The sound of a ringing bell arrives at the left ear slightly faster
then the right ear, thus giving an indication from where the sound
is coming.
Balance
Your semi circular canals help you to balance. The semi circular
canals are three fluid-filled tubes arranged at right angles to one
another. This so that, when the head moves, fluid in one or more
of the tubes will move. Information is sent from here to your brain
to control your balance.
The nervous system
The nervous system is composed of the brain, the spinal cord and
nerves.
The brain sorts out information.
The spinal cord sends information to the brain.
The brain and spinal cord together make up the central nervous
system (CNS).
Sensory nerves carry information from the senses to the CNS.
The CNC sorts this information out and then sends messages via
motor nerves to the appropriate muscles which then contract.
The brain
The brain is the control centre of the nervous system.

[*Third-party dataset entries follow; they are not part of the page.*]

use pylayer_common::error::EngineError;
use pyo3::prelude::*;
use thiserror::Error;

pub type PyLayerResult<T> = Result<T, PyLayerError>;

#[derive(Debug, Error)]
pub enum PyLayerError {
    /// The layer definition is unusable (missing data specification,
    /// unresolvable interpreter handle, bad namespace).
    #[error("configuration error: {0}")]
    Configuration(String),
    /// The scripting environment could not be brought up.
    #[error("interpreter initialization failed: {0}")]
    Initialization(String),
    /// A callback procedure raised; carries the interpreter diagnostic.
    #[error("error in {procedure}: {message}")]
    Script { procedure: String, message: String },
    /// A callback returned a value that violates its contract.
    #[error("contract violation: {0}")]
    Contract(String),
    /// A stray interpreter error outside any callback.
    #[error("error in Python: {0}")]
    Python(#[from] PyErr),
    /// An adapter invariant was violated; not a user error.
    #[error("internal error: {0}")]
    Internal(String),
}

impl PyLayerError {
    pub fn configuration(message: impl Into<String>) -> Self {
        PyLayerError::Configuration(message.into())
    }

    pub fn contract(message: impl Into<String>) -> Self {
        PyLayerError::Contract(message.into())
    }

    pub fn internal(message: impl Into<String>) -> Self {
        PyLayerError::Internal(message.into())
    }
}

impl From<PyLayerError> for EngineError {
    fn from(error: PyLayerError) -> Self {
        match error {
            PyLayerError::Configuration(message) => EngineError::Configuration(message),
            PyLayerError::Internal(message) => EngineError::Internal(message),
            other => EngineError::Query(other.to_string()),
        }
    }
}

/// Wrap a callback failure, logging the interpreter traceback when the
/// layer is debugging.
pub(crate) fn script_error(py: Python<'_>, procedure: &str, err: PyErr, debug: i32) -> PyLayerError {
    if debug > 0 {
        if let Some(traceback) = err.traceback(py) {
            if let Ok(text) = traceback.format() {
                log::debug!("python traceback: {text}");
            }
        }
    }
    PyLayerError::Script {
        procedure: procedure.to_string(),
        message: err.to_string(),
    }
}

The brain is made up of three main parts: the cerebrum, the
cerebellum and the medulla.
Part of the brain
Function
Cerebrum
Site of conscious thought,
memory and intelligence
Cerebellum
Controls balance and muscular
coordination
Medulla
Controls the rate of breathing
and the heart rate
Reflex Actions
A reflex action is a rapid, automatic response to a stimulus. It is an
involuntary action which does not always involve the brain.
Reflex actions happen so quickly that there is often no time for the
nerve impulses to reach the brain. Often the impulse only goes to
the spinal cord and the brain becomes aware of the action only
after it has happened.
Relay neurone
The reflex arc is an arrangement of nerve cells that makes sure
you react quickly to hazardous stimuli.
Some examples of reflex actions are pupils contracting in bright
light, knee jerk and blinking.
Sensory nerves cells send a message to the spinal cord. A relay
nerve connects the sensory nerve to the motor nerve in the spinal
cord. A message is sent down the motor nerve to make a muscle
contract.
D
Changing levels of performance
Aching muscles
If you exercise for very hard or for a long time, eventually your
muscles will ache.
This is because they are not getting enough oxygen and because a
waste product called lactic acid has built up in the muscles. This is
called muscle fatigue.
Anaerobic respiration in muscles
If not enough oxygen is available for your muscles to carry out
aerobic respiration, they are able to switch to anaerobic respiration
to allow you carry on using the muscles for a while longer. Instead
of producing CO2 and water as in aerobic respiration, your muscles
produce lactic acid. This build up of lactic acid makes your muscles
ache.
With enough O2
glucose + O2---- CO2 + water
With no O2
glucose ---- lactic acid
How exercise affects pulse rate and breathing rate
After exercise the breathing rate will increase. This is so that more
oxygen is absorbed at the lungs.
After exercise the pulse rate will increase. This is so that more
food and oxygen van be carried to the muscles.
The time taken for your heart rate, breathing rate and lactic acid
levels to return to normal after exercise is called the recovery time.
The time taken to recover is an indication of how fit you are. In
general the longer it takes for your body to recover, the less fit you
may be.
The effect of training on fitness
A trained athlete’s heart rate and breathing rate are usually lower
than and untrained or unfit person. Another result of training is
that and athlete’s heart and breathing rate do not increase as
much as an untrained person during exercise.
Therefore it is fair to say that training improves the efficiency of
the heart and lungs.
Also training lessens the recovery time.